RNA recognition by the human U1A protein is mediated by a network of local cooperative interactions that create the optimal binding surface.

One of the most common structural motifs in RNA-binding proteins is the RNA-binding domain (RBD). These domains share a common alpha/beta sandwich tertiary fold, and are highly conserved, though they bind diverse RNA targets with a wide range of binding affinities. The N-terminal RNA-binding domain (RBD1) of the human U1A protein binds specifically to stem/loop II of the U1 snRNA with sub-nanomolar affinity.
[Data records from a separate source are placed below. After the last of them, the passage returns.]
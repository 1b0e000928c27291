use axum::{
    extract::{Path, Query, State},
    response::Json,
};
use serde::Deserialize;
use utoipa::ToSchema;
use uuid::Uuid;
use validator::Validate;

use crate::{
    entities::inventory_batch,
    entities::product,
    errors::ServiceError,
    services::inventory::{
        BatchTrackingResponse, ProductAvailability, ReceiveBatchRequest, RegisterProductRequest,
    },
    ApiResponse, ApiResult, AppState, PaginatedResponse,
};

#[derive(Debug, Deserialize, Default, ToSchema)]
pub struct BatchListQuery {
    /// Page number (1-indexed)
    pub page: Option<u64>,
    /// Page size (max 100)
    pub limit: Option<u64>,
    /// Optional product filter
    pub product_id: Option<Uuid>,
}

#[derive(Debug, Deserialize, Validate, ToSchema)]
pub struct MarkDamagedRequest {
    #[validate(range(min = 1, message = "Quantity must be positive"))]
    pub quantity: i32,
    pub notes: Option<String>,
}

pub async fn register_product(
    State(state): State<AppState>,
    Json(payload): Json<RegisterProductRequest>,
) -> ApiResult<product::Model> {
    let created = state.services.inventory.register_product(payload).await?;
    Ok(Json(ApiResponse::success(created)))
}

pub async fn receive_batch(
    State(state): State<AppState>,
    Json(payload): Json<ReceiveBatchRequest>,
) -> ApiResult<inventory_batch::Model> {
    let created = state.services.inventory.receive_batch(payload).await?;
    Ok(Json(ApiResponse::success(created)))
}

pub async fn list_batches(
    State(state): State<AppState>,
    Query(query): Query<BatchListQuery>,
) -> ApiResult<PaginatedResponse<inventory_batch::Model>> {
    let page = query.page.unwrap_or(1).max(1);
    let limit = query.limit.unwrap_or(20).clamp(1, 100);

    let (items, total) = state
        .services
        .inventory
        .list_batches(page, limit, query.product_id)
        .await?;

    let total_pages = total.div_ceil(limit);

    Ok(Json(ApiResponse::success(PaginatedResponse {
        items,
        total,
        page,
        limit,
        total_pages,
    })))
}

/// Point-in-time snapshot of a batch and its allocation breakdown.
#[utoipa::path(
    get,
    path = "/api/v1/inventory/batches/track/{batch_number}",
    params(("batch_number" = String, Path, description = "Human batch number")),
    responses(
        (status = 200, description = "Batch snapshot", body = BatchTrackingResponse),
        (status = 404, description = "Unknown batch number")
    ),
    tag = "inventory"
)]
pub async fn track_batch(
    State(state): State<AppState>,
    Path(batch_number): Path<String>,
) -> ApiResult<BatchTrackingResponse> {
    let snapshot = state.services.inventory.track_batch(&batch_number).await?;
    Ok(Json(ApiResponse::success(snapshot)))
}

pub async fn mark_damaged(
    State(state): State<AppState>,
    Path(batch_id): Path<Uuid>,
    Json(payload): Json<MarkDamagedRequest>,
) -> ApiResult<serde_json::Value> {
    payload
        .validate()
        .map_err(|e| ServiceError::ValidationError(e.to_string()))?;

    state
        .services
        .inventory
        .mark_damaged(batch_id, payload.quantity)
        .await?;

    Ok(Json(ApiResponse::success(serde_json::json!({
        "batch_id": batch_id,
        "damaged": payload.quantity,
    }))))
}

pub async fn product_availability(
    State(state): State<AppState>,
    Path(product_id): Path<Uuid>,
) -> ApiResult<ProductAvailability> {
    let availability = state
        .services
        .inventory
        .product_availability(product_id)
        .await?;
    Ok(Json(ApiResponse::success(availability)))
}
Solvent-exposed aromatic residues on the beta-sheet surface are highly conserved among RBD domains; in RBD1, these are Tyr13 and Phe56, with a unique Gln at position 54. Effects of substitutions at these positions were examined using energetic pairwise coupling to describe the communication between these residues in both the free and RNA-bound states of the protein. 15N NMR experiments were used to determine effects of the beta-sheet substitutions on the structural and dynamic properties of this domain. The combination of thermodynamic pairwise coupling and 15N-backbone dynamics provides direct evidence for local cooperative interactions among Y13, Q54, and F56, and a non-conserved loop that directly affect RNA-binding. The results describe how conserved and non-conserved regions of an RBD can communicate with each other to mediate recognition of the RNA.